When I teach this pose, I’m often asked if students should balance on both elbows/arms or just one. Typically, I’ll teach beginners to make contact with the thigh to one tricep/elbow and the hip to the other tricep/elbow. This does two things. It creates a feeling of security, it also requires that you have a deep twist to be successful. If the student can find a controlled entry to the pose, then I’ll have them “float” their hip. This is done by widening the stance of the hands. Personally, I think floating the hip is a little easier, but done incorrectly, can encourage improper form that could be harmful to the shoulder and elbow.
Here are a few stages and variations to help you find Parsva Bakasana or explore the posture.
Option 1 – Squat Twist. As I mentioned above, the twist is a key action and gateway to this side crow. Work on a nice compact twist in a squatting position. Focus on the knees hugging together and leveraging the triceps against the thigh to deepen the twist. Think of the heart and the knees reaching in opposite directions, while keeping the shoulder heads broad and collarbone open. Work to get your palms flat on the ground in the twist.

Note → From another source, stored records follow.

//! Stream statistics boundary.
//!
//! One poll of the stats endpoint yields a [`StreamStats`] snapshot: the
//! broadcast-lifecycle status plus viewer/engagement counters. The snapshot
//! is persisted raw; lifecycle transitions derived from it drive the
//! supervisor's state machine.

pub mod youtube;

use async_trait::async_trait;
use chrono::{DateTime, Utc};
use serde::{Deserialize, Serialize};

use crate::Result;
use crate::target::TargetDescriptor;

pub use youtube::YouTubeStatsSource;

/// Broadcast-lifecycle status as reported by the stats endpoint.
#[derive(Debug, Clone, Copy, PartialEq, Eq, Serialize, Deserialize)]
pub enum BroadcastStatus {
    /// Scheduled but not started; waiting-room chat may already be open.
    Upcoming,
    /// Currently broadcasting.
    Live,
    /// Not broadcasting (status string "none").
    None,
}

impl BroadcastStatus {
    /// Parse the upstream `liveBroadcastContent` string.
    pub fn parse(raw: &str) -> Self {
        match raw {
            "upcoming" => Self::Upcoming,
            "live" => Self::Live,
            _ => Self::None,
        }
    }
}

/// One snapshot of the stats endpoint.
#[derive(Debug, Clone, Serialize, Deserialize)]
pub struct StreamStats {
    pub status: BroadcastStatus,
    pub actual_end_time: Option<DateTime<Utc>>,
    pub concurrent_viewers: Option<u64>,
    pub view_count: Option<u64>,
    pub like_count: Option<u64>,
    pub comment_count: Option<u64>,
    pub observed_at: DateTime<Utc>,
}

impl StreamStats {
    /// Whether the broadcast has ended.
    ///
    /// A stream counts as ended when the endpoint reports no broadcast at
    /// all or carries an actual end time (some streams report `live` with
    /// an end time for a short window after finishing).
    pub fn stream_ended(&self) -> bool {
        self.status == BroadcastStatus::None || self.actual_end_time.is_some()
    }
}

/// One-shot stats fetch for a target stream.
#[async_trait]
pub trait StatsSource: Send + Sync {
    async fn fetch(&self, target: &TargetDescriptor) -> Result<StreamStats>;
}
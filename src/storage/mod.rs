//! Persistence boundary.
//!
//! The worker exposes exactly two storage surfaces to the rest of the
//! system: durable event/snapshot writes ([`EventStore`]) and a small
//! checkpoint/config key-value surface ([`StateStore`]). Everything else
//! (reporting, analytics, dashboards) lives outside this process.

pub mod sqlite;

use async_trait::async_trait;
use thiserror::Error;

use crate::event::IngestedEvent;
use crate::stats::StreamStats;

pub use sqlite::{SqliteStore, init_pool, run_migrations};

/// Result type for store operations.
pub type StoreResult<T> = std::result::Result<T, StoreError>;

/// Storage failures, split by blast radius.
#[derive(Error, Debug)]
pub enum StoreError {
    /// The store cannot be reached at all; the whole batch should be
    /// requeued and retried later.
    #[error("storage unavailable: {0}")]
    Unavailable(String),

    /// The store rejected this one event; siblings in the same batch are
    /// unaffected.
    #[error("event rejected: {0}")]
    Rejected(String),
}

/// Outcome of merging one event.
#[derive(Debug, Clone, Copy, PartialEq, Eq)]
pub enum MergeOutcome {
    /// Newly persisted.
    Inserted,
    /// Already present; merge is idempotent, so this is success.
    Skipped,
}

/// Durable event and snapshot writes.
///
/// `merge_event` must be safe to call twice for the same message id: the
/// worker's durability contract is at-least-once delivery with idempotent
/// merge, so backup replay and post-failure requeues re-submit events.
#[async_trait]
pub trait EventStore: Send + Sync {
    async fn merge_event(&self, event: &IngestedEvent, stream_id: &str)
        -> StoreResult<MergeOutcome>;

    async fn insert_snapshot(&self, stats: &StreamStats, stream_id: &str) -> StoreResult<()>;
}

/// Checkpoint/config key-value state.
#[async_trait]
pub trait StateStore: Send + Sync {
    async fn get(&self, key: &str) -> StoreResult<Option<String>>;
    async fn set(&self, key: &str, value: &str) -> StoreResult<()>;
}

/// Key under which the operator-controlled active target is stored.
pub const ACTIVE_TARGET_KEY: &str = "active_target";
//! Exponential-backoff retry policy.

use std::time::Duration;

use serde::{Deserialize, Serialize};

/// Maximum exponent to prevent overflow.
const MAX_EXPONENT: u32 = 16;

/// Configuration for retry behavior.
#[derive(Debug, Clone, Serialize, Deserialize)]
pub struct RetryPolicy {
    /// Maximum number of retry attempts.
    pub max_attempts: u32,
    /// Base delay for the first retry.
    pub base_delay: Duration,
    /// Cap on the computed delay.
    pub max_delay: Duration,
    /// Whether to add up to 25% jitter to delays.
    pub use_jitter: bool,
}

impl Default for RetryPolicy {
    fn default() -> Self {
        Self {
            max_attempts: 5,
            base_delay: Duration::from_secs(2),
            max_delay: Duration::from_secs(300),
            use_jitter: false,
        }
    }
}

impl RetryPolicy {
    /// Calculate the delay before retry number `attempt` (1-based).
    ///
    /// The n-th retry waits `base × 2^(n-1)`, capped at `max_delay`.
    pub fn delay_for_attempt(&self, attempt: u32) -> Duration {
        if attempt == 0 {
            return Duration::ZERO;
        }

        let exponent = attempt.saturating_sub(1).min(MAX_EXPONENT);
        let base = self
            .base_delay
            .saturating_mul(2u32.saturating_pow(exponent))
            .min(self.max_delay);

        if self.use_jitter {
            let jitter = base.mul_f64(0.25 * rand::random::<f64>());
            (base + jitter).min(self.max_delay)
        } else {
            base
        }
    }

    /// Check if another retry should be attempted after `attempt` failures.
    pub fn should_retry(&self, attempt: u32) -> bool {
        attempt < self.max_attempts
    }
}

#[cfg(test)]
mod tests {
    use super::*;

    #[test]
    fn test_should_retry_respects_cap() {
        let policy = RetryPolicy {
            max_attempts: 3,
            ..Default::default()
        };
        assert!(policy.should_retry(0));
        assert!(policy.should_retry(2));
        assert!(!policy.should_retry(3));
    }

    #[test]
    fn test_delay_doubles_per_attempt() {
        let policy = RetryPolicy {
            max_attempts: 5,
            base_delay: Duration::from_secs(3),
            max_delay: Duration::from_secs(600),
            use_jitter: false,
        };
        assert_eq!(policy.delay_for_attempt(0), Duration::ZERO);
        assert_eq!(policy.delay_for_attempt(1), Duration::from_secs(3));
        assert_eq!(policy.delay_for_attempt(2), Duration::from_secs(6));
        assert_eq!(policy.delay_for_attempt(3), Duration::from_secs(12));
        assert_eq!(policy.delay_for_attempt(4), Duration::from_secs(24));
    }

    #[test]
    fn test_delay_is_capped() {
        let policy = RetryPolicy {
            max_attempts: 32,
            base_delay: Duration::from_secs(1),
            max_delay: Duration::from_secs(60),
            use_jitter: false,
        };
        assert_eq!(policy.delay_for_attempt(10), Duration::from_secs(60));
        // Large attempt numbers must not overflow.
        assert_eq!(policy.delay_for_attempt(u32::MAX), Duration::from_secs(60));
    }

    #[test]
    fn test_jitter_stays_within_bounds() {
        let policy = RetryPolicy {
            max_attempts: 5,
            base_delay: Duration::from_secs(4),
            max_delay: Duration::from_secs(600),
            use_jitter: true,
        };
        for _ in 0..32 {
            let d = policy.delay_for_attempt(1);
            assert!(d >= Duration::from_secs(4));
            assert!(d <= Duration::from_secs(5));
        }
    }
}
//! The two collection loops the supervisor owns.

pub mod chat;
pub mod stats;

pub use chat::ChatCollector;
pub use stats::{PollOutcome, StatsCollector};
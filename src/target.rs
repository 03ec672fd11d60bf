//! Target descriptor for the actively collected stream.

use serde::{Deserialize, Serialize};

use crate::{Error, Result};

/// Identifies the live stream the worker is currently pointed at.
///
/// Replacing the supervisor's descriptor is what triggers a retarget:
/// teardown and recreation of both collectors bound to the new stream.
#[derive(Debug, Clone, PartialEq, Eq, Hash, Serialize, Deserialize)]
pub struct TargetDescriptor {
    /// Upstream video/stream identifier.
    pub stream_id: String,
}

impl TargetDescriptor {
    pub fn new(stream_id: impl Into<String>) -> Self {
        Self {
            stream_id: stream_id.into(),
        }
    }

    /// Parse a descriptor from operator input: either a bare stream id or a
    /// watch URL (`https://www.youtube.com/watch?v=<id>`, `youtu.be/<id>`).
    pub fn parse(input: &str) -> Result<Self> {
        let trimmed = input.trim();
        if trimmed.is_empty() {
            return Err(Error::config("empty stream target"));
        }

        if let Ok(parsed) = url::Url::parse(trimmed) {
            if let Some(host) = parsed.host_str() {
                if host.ends_with("youtube.com") {
                    if let Some((_, id)) = parsed.query_pairs().find(|(k, _)| k == "v") {
                        return Ok(Self::new(id.into_owned()));
                    }
                    // /live/<id> style URLs carry the id in the path
                    if let Some(id) = parsed
                        .path_segments()
                        .and_then(|mut s| {
                            s.find(|seg| !seg.is_empty() && *seg != "live" && *seg != "watch")
                        })
                    {
                        return Ok(Self::new(id));
                    }
                    return Err(Error::config(format!("no stream id in URL: {trimmed}")));
                }
                if host.ends_with("youtu.be") {
                    if let Some(id) = parsed.path_segments().and_then(|mut s| s.next()) {
                        if !id.is_empty() {
                            return Ok(Self::new(id));
                        }
                    }
                    return Err(Error::config(format!("no stream id in URL: {trimmed}")));
                }
            }
            // Unknown scheme/host but syntactically a URL: refuse rather
            // than silently treating the whole URL as an id.
            if trimmed.contains("://") {
                return Err(Error::config(format!("unsupported stream URL: {trimmed}")));
            }
        }

        Ok(Self::new(trimmed))
    }
}

impl std::fmt::Display for TargetDescriptor {
    fn fmt(&self, f: &mut std::fmt::Formatter<'_>) -> std::fmt::Result {
        write!(f, "{}", self.stream_id)
    }
}

#[cfg(test)]
mod tests {
    use super::*;

    #[test]
    fn test_parse_bare_id() {
        let t = TargetDescriptor::parse("dQw4w9WgXcQ").unwrap();
        assert_eq!(t.stream_id, "dQw4w9WgXcQ");
    }

    #[test]
    fn test_parse_watch_url() {
        let t = TargetDescriptor::parse("https://www.youtube.com/watch?v=dQw4w9WgXcQ&t=10").unwrap();
        assert_eq!(t.stream_id, "dQw4w9WgXcQ");
    }

    #[test]
    fn test_parse_short_url() {
        let t = TargetDescriptor::parse("https://youtu.be/dQw4w9WgXcQ").unwrap();
        assert_eq!(t.stream_id, "dQw4w9WgXcQ");
    }

    #[test]
    fn test_parse_live_url() {
        let t = TargetDescriptor::parse("https://www.youtube.com/live/abc123").unwrap();
        assert_eq!(t.stream_id, "abc123");
    }

    #[test]
    fn test_parse_rejects_empty_and_foreign() {
        assert!(TargetDescriptor::parse("  ").is_err());
        assert!(TargetDescriptor::parse("https://example.com/stream").is_err());
    }
}
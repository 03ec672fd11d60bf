//! Collector worker entry point.
//!
//! Wires configuration, storage, the upstream API clients and the
//! supervisor together, replays any backup files left by a previous run,
//! then collects until SIGINT/SIGTERM.

use std::sync::Arc;

use tracing::{info, warn};

use chatvault::config::AppConfig;
use chatvault::context::WorkerContext;
use chatvault::feed::YouTubeChatFeed;
use chatvault::logging::init_logging;
use chatvault::stats::YouTubeStatsSource;
use chatvault::storage::{
    ACTIVE_TARGET_KEY, EventStore, SqliteStore, StateStore, init_pool, run_migrations,
};
use chatvault::supervisor::WorkerSupervisor;
use chatvault::target::TargetDescriptor;

#[tokio::main]
async fn main() -> anyhow::Result<()> {
    dotenvy::dotenv().ok();
    let config = AppConfig::from_env()?;
    let _log_guard = init_logging(&config.log_dir)?;
    info!(version = env!("CARGO_PKG_VERSION"), "chatvault starting");

    let pool = init_pool(&config.database_url).await?;
    run_migrations(&pool).await?;
    let store = Arc::new(SqliteStore::new(pool));

    let client = reqwest::Client::builder()
        .user_agent(concat!("chatvault/", env!("CARGO_PKG_VERSION")))
        .build()?;

    let ctx = WorkerContext::new(
        config.worker.clone(),
        Arc::clone(&store) as Arc<dyn EventStore>,
        Arc::clone(&store) as Arc<dyn StateStore>,
        Arc::new(YouTubeChatFeed::new(client.clone(), config.api_key.clone())),
        Arc::new(YouTubeStatsSource::new(client, config.api_key.clone())),
    );

    // Replay backups from earlier runs before collecting anything new.
    if let Err(e) = ctx.backups.import_all(ctx.event_store.as_ref()).await {
        warn!(error = %e, "backup import failed, continuing");
    }

    // A target stored by the operator overrides the configured one.
    let target = match store.get(ACTIVE_TARGET_KEY).await {
        Ok(Some(raw)) => match TargetDescriptor::parse(&raw) {
            Ok(stored) => {
                info!(target = %stored, "resuming stored target");
                stored
            }
            Err(e) => {
                warn!(raw, error = %e, "stored target unparseable, using configured target");
                config.initial_target.clone()
            }
        },
        _ => config.initial_target.clone(),
    };

    let supervisor = WorkerSupervisor::new(ctx, target);
    supervisor.start();
    info!(target = %supervisor.current_target(), "collection started");

    wait_for_shutdown().await;
    supervisor.stop().await;
    info!("chatvault stopped");
    Ok(())
}

#[cfg(unix)]
async fn wait_for_shutdown() {
    use tokio::signal::unix::{SignalKind, signal};

    let mut sigterm = match signal(SignalKind::terminate()) {
        Ok(s) => s,
        Err(e) => {
            warn!(error = %e, "cannot listen for SIGTERM, falling back to ctrl-c only");
            let _ = tokio::signal::ctrl_c().await;
            return;
        }
    };
    tokio::select! {
        _ = tokio::signal::ctrl_c() => info!("received SIGINT"),
        _ = sigterm.recv() => info!("received SIGTERM"),
    }
}

#[cfg(not(unix))]
async fn wait_for_shutdown() {
    let _ = tokio::signal::ctrl_c().await;
    info!("received ctrl-c");
}
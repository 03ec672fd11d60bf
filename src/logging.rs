//! Logging initialization.
//!
//! Console output plus a daily-rotated log file. The returned guard must be
//! kept alive for the process lifetime so buffered file writes are flushed.

use std::path::Path;

use tracing_appender::non_blocking::WorkerGuard;
use tracing_subscriber::{EnvFilter, fmt, layer::SubscriberExt, util::SubscriberInitExt};

use crate::{Error, Result};

/// Default log filter directive.
pub const DEFAULT_LOG_FILTER: &str = "chatvault=info,sqlx=warn,reqwest=warn";

/// Initialize logging with console and rotating-file output.
pub fn init_logging(log_dir: &Path) -> Result<WorkerGuard> {
    std::fs::create_dir_all(log_dir).map_err(|e| Error::io_path("creating log directory", log_dir, e))?;

    let file_appender = tracing_appender::rolling::daily(log_dir, "chatvault.log");
    let (non_blocking, guard) = tracing_appender::non_blocking(file_appender);

    let filter =
        EnvFilter::try_from_default_env().unwrap_or_else(|_| EnvFilter::new(DEFAULT_LOG_FILTER));

    tracing_subscriber::registry()
        .with(filter)
        .with(fmt::layer().with_ansi(true))
        .with(fmt::layer().with_writer(non_blocking).with_ansi(false))
        .try_init()
        .map_err(|e| Error::Other(format!("failed to set global subscriber: {e}")))?;

    Ok(guard)
}

#[cfg(test)]
mod tests {
    use super::*;

    #[test]
    fn test_default_filter_covers_crate() {
        assert!(DEFAULT_LOG_FILTER.contains("chatvault=info"));
        assert!(DEFAULT_LOG_FILTER.contains("sqlx=warn"));
    }
}
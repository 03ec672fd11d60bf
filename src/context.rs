//! Shared dependency bundle handed to the supervisor.

use std::sync::Arc;

use crate::backup::BackupStore;
use crate::config::WorkerConfig;
use crate::feed::ChatFeed;
use crate::stats::StatsSource;
use crate::storage::{EventStore, StateStore};

/// Everything the supervisor and its collectors need, behind trait objects
/// so tests can substitute scripted implementations.
#[derive(Clone)]
pub struct WorkerContext {
    pub config: WorkerConfig,
    pub event_store: Arc<dyn EventStore>,
    pub state_store: Arc<dyn StateStore>,
    pub chat_feed: Arc<dyn ChatFeed>,
    pub stats_source: Arc<dyn StatsSource>,
    pub backups: Arc<BackupStore>,
}

impl WorkerContext {
    pub fn new(
        config: WorkerConfig,
        event_store: Arc<dyn EventStore>,
        state_store: Arc<dyn StateStore>,
        chat_feed: Arc<dyn ChatFeed>,
        stats_source: Arc<dyn StatsSource>,
    ) -> Self {
        let backups = Arc::new(BackupStore::new(config.backup_dir.clone()));
        Self {
            config,
            event_store,
            state_store,
            chat_feed,
            stats_source,
            backups,
        }
    }
}

impl std::fmt::Debug for WorkerContext {
    fn fmt(&self, f: &mut std::fmt::Formatter<'_>) -> std::fmt::Result {
        f.debug_struct("WorkerContext")
            .field("config", &self.config)
            .finish()
    }
}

Option 2 – Heart Reach. When you are satisfied with the twist, keeping the triceps grounded on the thigh, walk the hands away a couple of inches. The hands should be about shoulder width. Lift the heels and tail slightly as you reach the heart forward. At the same time, bend the elbows, creating a caturanga shape in the arms. Continue to pull the heart forward, bearing weight on the hands and maintaining the structure in the arms and shoulders.
Option 3 – Flight. Moving slowly and with control, so not to strain or injure the shoulders, continue to pull the heart forward as you lift through the low belly, activating uddiyana bandha. Eventually you will find the fulcrum point of balance. Keep the reach of the heart and tap into your core energy to give lift and flight to the pose. If falling forward is a concern, create a little crash pad with pillows or blankets. Sometimes going just a bit too far can be a great teacher.
Option 4 – Float the Hip. On the side where you were grounding the elbow to the hip, take the hand just a little wider before coming in to the pose. Keep the action of the elbows drawing back and hug them towards the midline of the body without collapse. Reach the heart forward and come into the pose, creating a line from the hip to toes that is parallel to the floor. Prevent the hip from sagging to the floor.
The big twist of the torso is such a key component of this posture. Working on your range of motion in twists will benefit this pose. Twisting poses are great for detoxifying the organs. They wring them out just like when you twist a soppy dishrag. Be sure to follow-up a twisty practice with cleansing water and nourishing food.
The great thing about your yoga practice is that you can set a new resolution each time you step on the mat or with the start of each day. Be sure to work where you feel challenged, but also where you can breath, relax around the work, and create positive energy.